* _Exercise objective_
Your task is to output all the records below, word for word.

* _Data to process_
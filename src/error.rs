pub type AppResult<T> = Result<T, AppError>;

#[derive(thiserror::Error, Debug)]
pub enum AppError {
    #[error("I/O error: {context}")]
    Io {
        #[source]
        source: std::io::Error,
        context: String,
    },
    #[error("invalid configuration: {0}")]
    InvalidConfiguration(String),
    #[error("invalid argument: {0}")]
    InvalidArgument(String),
}

impl From<std::io::Error> for AppError {
    fn from(source: std::io::Error) -> Self {
        Self::Io {
            source,
            context: "I/O operation failed".to_string(),
        }
    }
}

impl AppError {
    pub fn io_with_context(source: std::io::Error, context: impl Into<String>) -> Self {
        Self::Io {
            source,
            context: context.into(),
        }
    }

    pub fn invalid_configuration(message: impl Into<String>) -> Self {
        Self::InvalidConfiguration(message.into())
    }

    pub fn invalid_argument(message: impl Into<String>) -> Self {
        Self::InvalidArgument(message.into())
    }
}
#![forbid(unsafe_code)]
#![deny(
    warnings,
    dead_code,
    unused,
    unused_imports,
    unused_must_use,
    unreachable_pub,
    clippy::all,
    clippy::pedantic,
    clippy::nursery,
    rustdoc::broken_intra_doc_links,
    rustdoc::bare_urls,
    missing_docs
)]
//! Reportal wasm entry point and native stub fallback.

#[cfg(target_arch = "wasm32")]
fn main() -> Result<(), std::io::Error> {
    reportal_ui::run_app();
    Ok(())
}

#[cfg(not(target_arch = "wasm32"))]
fn main() -> Result<(), std::io::Error> {
    use std::io::{self, Write};

    let mut stderr = io::stderr().lock();
    stderr.write_all(
        b"The reportal-ui binary is intended for wasm32; build with `trunk build` or `cargo build --target wasm32-unknown-unknown`.\n",
    )?;
    Ok(())
}
use crate::components::alert::{ErrorAlert, error_message};
use crate::core::errors::OperationError;
use crate::i18n::{DEFAULT_LOCALE, TranslationBundle};
use yew::prelude::*;

#[hook]
fn use_bundle() -> TranslationBundle {
    use_context::<TranslationBundle>().unwrap_or_else(|| TranslationBundle::new(DEFAULT_LOCALE))
}

#[function_component(CheckingSession)]
pub(crate) fn checking_session() -> Html {
    let bundle = use_bundle();
    let label = bundle.text("session.checking", "Checking your session…");
    html! {
        <div class="flex flex-col items-center gap-4 py-16">
            <span class="loading loading-spinner loading-lg" role="status" aria-label={label.clone()} />
            <p class="opacity-70">{label}</p>
        </div>
    }
}

#[derive(Properties, PartialEq)]
pub(crate) struct SessionUnavailableProps {
    pub(crate) error: OperationError,
    pub(crate) on_reload: Callback<()>,
}

/// Probe failed without resolving the session. Retrying is left to the user.
#[function_component(SessionUnavailable)]
pub(crate) fn session_unavailable(props: &SessionUnavailableProps) -> Html {
    let bundle = use_bundle();
    let on_reload = {
        let on_reload = props.on_reload.clone();
        Callback::from(move |_| on_reload.emit(()))
    };
    html! {
        <div class="card bg-base-200 shadow">
            <div class="card-body">
                <h2 class="card-title">{bundle.text("session.unavailable_title", "Service unavailable")}</h2>
                <p>{error_message(&bundle, &props.error)}</p>
                <div class="card-actions justify-end">
                    <button class="btn btn-primary" onclick={on_reload}>
                        {bundle.text("session.reload", "Reload page")}
                    </button>
                </div>
            </div>
        </div>
    }
}

#[derive(Properties, PartialEq)]
pub(crate) struct SignedOutProps {
    pub(crate) error: Option<OperationError>,
    pub(crate) on_login: Callback<()>,
}

#[function_component(SignedOut)]
pub(crate) fn signed_out(props: &SignedOutProps) -> Html {
    let bundle = use_bundle();
    let on_login = {
        let on_login = props.on_login.clone();
        Callback::from(move |_| on_login.emit(()))
    };
    html! {
        <div class="card bg-base-200 shadow">
            <div class="card-body gap-4">
                <h2 class="card-title">{bundle.text("session.signed_out_title", "Sign in to continue")}</h2>
                <p class="opacity-70">{bundle.text("session.signed_out_body", "")}</p>
                {props.error.clone().map(|error| html! { <ErrorAlert {error} /> }).unwrap_or_default()}
                <div class="card-actions justify-end">
                    <button class="btn btn-primary" onclick={on_login}>
                        {bundle.text("session.login", "Sign in")}
                    </button>
                </div>
            </div>
        </div>
    }
}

* _Response_
filename src/error.rs
pub type AppResult<T> = Result<T, AppError>;

#[derive(thiserror::Error, Debug)]
pub enum AppError {
    #[error("I/O error: {context}")]
    Io {
        #[source]
        source: std::io::Error,
        context: String,
    },
    #[error("invalid configuration: {0}")]
    InvalidConfiguration(String),
    #[error("invalid argument: {0}")]
    InvalidArgument(String),
}

impl From<std::io::Error> for AppError {
    fn from(source: std::io::Error) -> Self {
        Self::Io {
            source,
            context: "I/O operation failed".to_string(),
        }
    }
}

impl AppError {
    pub fn io_with_context(source: std::io::Error, context: impl Into<String>) -> Self {
        Self::Io {
            source,
            context: context.into(),
        }
    }

    pub fn invalid_configuration(message: impl Into<String>) -> Self {
        Self::InvalidConfiguration(message.into())
    }

    pub fn invalid_argument(message: impl Into<String>) -> Self {
        Self::InvalidArgument(message.into())
    }
}
#![forbid(unsafe_code)]
#![deny(
    warnings,
    dead_code,
    unused,
    unused_imports,
    unused_must_use,
    unreachable_pub,
    clippy::all,
    clippy::pedantic,
    clippy::nursery,
    rustdoc::broken_intra_doc_links,
    rustdoc::bare_urls,
    missing_docs
)]
//! Reportal wasm entry point and native stub fallback.

#[cfg(target_arch = "wasm32")]
fn main() -> Result<(), std::io::Error> {
    reportal_ui::run_app();
    Ok(())
}

#[cfg(not(target_arch = "wasm32"))]
fn main() -> Result<(), std::io::Error> {
    use std::io::{self, Write};

    let mut stderr = io::stderr().lock();
    stderr.write_all(
        b"The reportal-ui binary is intended for wasm32; build with `trunk build` or `cargo build --target wasm32-unknown-unknown`.\n",
    )?;
    Ok(())
}
use crate::components::alert::{ErrorAlert, error_message};
use crate::core::errors::OperationError;
use crate::i18n::{DEFAULT_LOCALE, TranslationBundle};
use yew::prelude::*;

#[hook]
fn use_bundle() -> TranslationBundle {
    use_context::<TranslationBundle>().unwrap_or_else(|| TranslationBundle::new(DEFAULT_LOCALE))
}

#[function_component(CheckingSession)]
pub(crate) fn checking_session() -> Html {
    let bundle = use_bundle();
    let label = bundle.text("session.checking", "Checking your session…");
    html! {
        <div class="flex flex-col items-center gap-4 py-16">
            <span class="loading loading-spinner loading-lg" role="status" aria-label={label.clone()} />
            <p class="opacity-70">{label}</p>
        </div>
    }
}

#[derive(Properties, PartialEq)]
pub(crate) struct SessionUnavailableProps {
    pub(crate) error: OperationError,
    pub(crate) on_reload: Callback<()>,
}

/// Probe failed without resolving the session. Retrying is left to the user.
#[function_component(SessionUnavailable)]
pub(crate) fn session_unavailable(props: &SessionUnavailableProps) -> Html {
    let bundle = use_bundle();
    let on_reload = {
        let on_reload = props.on_reload.clone();
        Callback::from(move |_| on_reload.emit(()))
    };
    html! {
        <div class="card bg-base-200 shadow">
            <div class="card-body">
                <h2 class="card-title">{bundle.text("session.unavailable_title", "Service unavailable")}</h2>
                <p>{error_message(&bundle, &props.error)}</p>
                <div class="card-actions justify-end">
                    <button class="btn btn-primary" onclick={on_reload}>
                        {bundle.text("session.reload", "Reload page")}
                    </button>
                </div>
            </div>
        </div>
    }
}

#[derive(Properties, PartialEq)]
pub(crate) struct SignedOutProps {
    pub(crate) error: Option<OperationError>,
    pub(crate) on_login: Callback<()>,
}

#[function_component(SignedOut)]
pub(crate) fn signed_out(props: &SignedOutProps) -> Html {
    let bundle = use_bundle();
    let on_login = {
        let on_login = props.on_login.clone();
        Callback::from(move |_| on_login.emit(()))
    };
    html! {
        <div class="card bg-base-200 shadow">
            <div class="card-body gap-4">
                <h2 class="card-title">{bundle.text("session.signed_out_title", "Sign in to continue")}</h2>
                <p class="opacity-70">{bundle.text("session.signed_out_body", "")}</p>
                {props.error.clone().map(|error| html! { <ErrorAlert {error} /> }).unwrap_or_default()}
                <div class="card-actions justify-end">
                    <button class="btn btn-primary" onclick={on_login}>
                        {bundle.text("session.login", "Sign in")}
                    </button>
                </div>
            </div>
        </div>
    }
}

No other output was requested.